**TASK TO CARRY OUT**
Where does the string "Debug" appear? Copy every line of the entries below that holds it.

**Dataset records**
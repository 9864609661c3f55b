use time::OffsetDateTime;

/// Source of "now". Everything date-sensitive reads time through this so tests
/// can pin the instant.
pub trait Clock: Send + Sync {
    fn now_utc(&self) -> OffsetDateTime;
}

#[derive(Debug, Clone, Copy, Default)]
pub struct SystemClock;

impl Clock for SystemClock {
    fn now_utc(&self) -> OffsetDateTime {
        OffsetDateTime::now_utc()
    }
}

#[cfg(test)]
pub use fixed::FixedClock;

#[cfg(test)]
mod fixed {
    use std::sync::Mutex;

    use time::{Duration, OffsetDateTime};

    use super::Clock;

    #[derive(Debug)]
    pub struct FixedClock(Mutex<OffsetDateTime>);

    impl FixedClock {
        pub fn new(at: OffsetDateTime) -> Self {
            Self(Mutex::new(at))
        }

        pub fn set(&self, at: OffsetDateTime) {
            *self.0.lock().unwrap() = at;
        }

        pub fn advance(&self, by: Duration) {
            let mut guard = self.0.lock().unwrap();
            *guard += by;
        }
    }

    impl Clock for FixedClock {
        fn now_utc(&self) -> OffsetDateTime {
            *self.0.lock().unwrap()
        }
    }
}
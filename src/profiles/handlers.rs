use axum::{
    extract::{Query, State},
    http::StatusCode,
    routing::{get, put},
    Json, Router,
};
use tracing::instrument;

use crate::{
    auth::AuthUser,
    error::reject,
    profiles::{
        dto::{
            ProfileResponse, SetCalorieLimitRequest, SetMetricsRequest, SetTimezoneRequest,
            TimezonePageQuery,
        },
        repo_types::{MacroLimits, UserProfile},
    },
    state::AppState,
    timezones::{self, TimezonePage},
};

const MAX_PAGE_SIZE: usize = 50;

pub fn read_routes() -> Router<AppState> {
    Router::new()
        .route("/profile", get(get_profile))
        .route("/timezones", get(list_timezones))
}

pub fn write_routes() -> Router<AppState> {
    Router::new()
        .route("/profile/timezone", put(put_timezone))
        .route("/profile/limits/calories", put(put_calorie_limit))
        .route("/profile/limits/macros", put(put_macro_limits))
        .route("/profile/metrics", put(put_metrics))
}

fn respond(state: &AppState, profile: UserProfile) -> Json<ProfileResponse> {
    let now = state.profiles.now_utc();
    Json(ProfileResponse {
        zone: timezones::zone_name(&profile.timezone_code),
        utc_offset: timezones::utc_offset_label(&profile.timezone_code, now),
        local_time: state.profiles.current_datetime(&profile),
        profile,
    })
}

#[instrument(skip(state))]
pub async fn get_profile(
    State(state): State<AppState>,
    AuthUser(user_id): AuthUser,
) -> Result<Json<ProfileResponse>, (StatusCode, String)> {
    let profile = state.profiles.load(user_id).await.map_err(reject)?;
    Ok(respond(&state, profile))
}

#[instrument(skip(state))]
pub async fn put_timezone(
    State(state): State<AppState>,
    AuthUser(user_id): AuthUser,
    Json(body): Json<SetTimezoneRequest>,
) -> Result<Json<ProfileResponse>, (StatusCode, String)> {
    let profile = state
        .profiles
        .set_timezone(user_id, &body.code)
        .await
        .map_err(reject)?;
    Ok(respond(&state, profile))
}

/// Non-positive limits leave the profile unchanged.
#[instrument(skip(state))]
pub async fn put_calorie_limit(
    State(state): State<AppState>,
    AuthUser(user_id): AuthUser,
    Json(body): Json<SetCalorieLimitRequest>,
) -> Result<Json<ProfileResponse>, (StatusCode, String)> {
    let profile = state
        .profiles
        .set_calorie_limit(user_id, body.limit)
        .await
        .map_err(reject)?;
    Ok(respond(&state, profile))
}

#[instrument(skip(state))]
pub async fn put_macro_limits(
    State(state): State<AppState>,
    AuthUser(user_id): AuthUser,
    Json(body): Json<MacroLimits>,
) -> Result<Json<ProfileResponse>, (StatusCode, String)> {
    let profile = state
        .profiles
        .set_macro_limits(user_id, body)
        .await
        .map_err(reject)?;
    Ok(respond(&state, profile))
}

#[instrument(skip(state))]
pub async fn put_metrics(
    State(state): State<AppState>,
    AuthUser(user_id): AuthUser,
    Json(body): Json<SetMetricsRequest>,
) -> Result<Json<ProfileResponse>, (StatusCode, String)> {
    let profile = state
        .profiles
        .set_body_metrics(user_id, body.weight_kg, body.body_fat_percent)
        .await
        .map_err(reject)?;
    Ok(respond(&state, profile))
}

pub async fn list_timezones(Query(q): Query<TimezonePageQuery>) -> Json<TimezonePage> {
    Json(timezones::page(q.page, q.size.clamp(1, MAX_PAGE_SIZE)))
}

**ANSWER TO THIS TASK**
#[derive(Debug, Clone, Copy, Default)]
    #[derive(Debug)]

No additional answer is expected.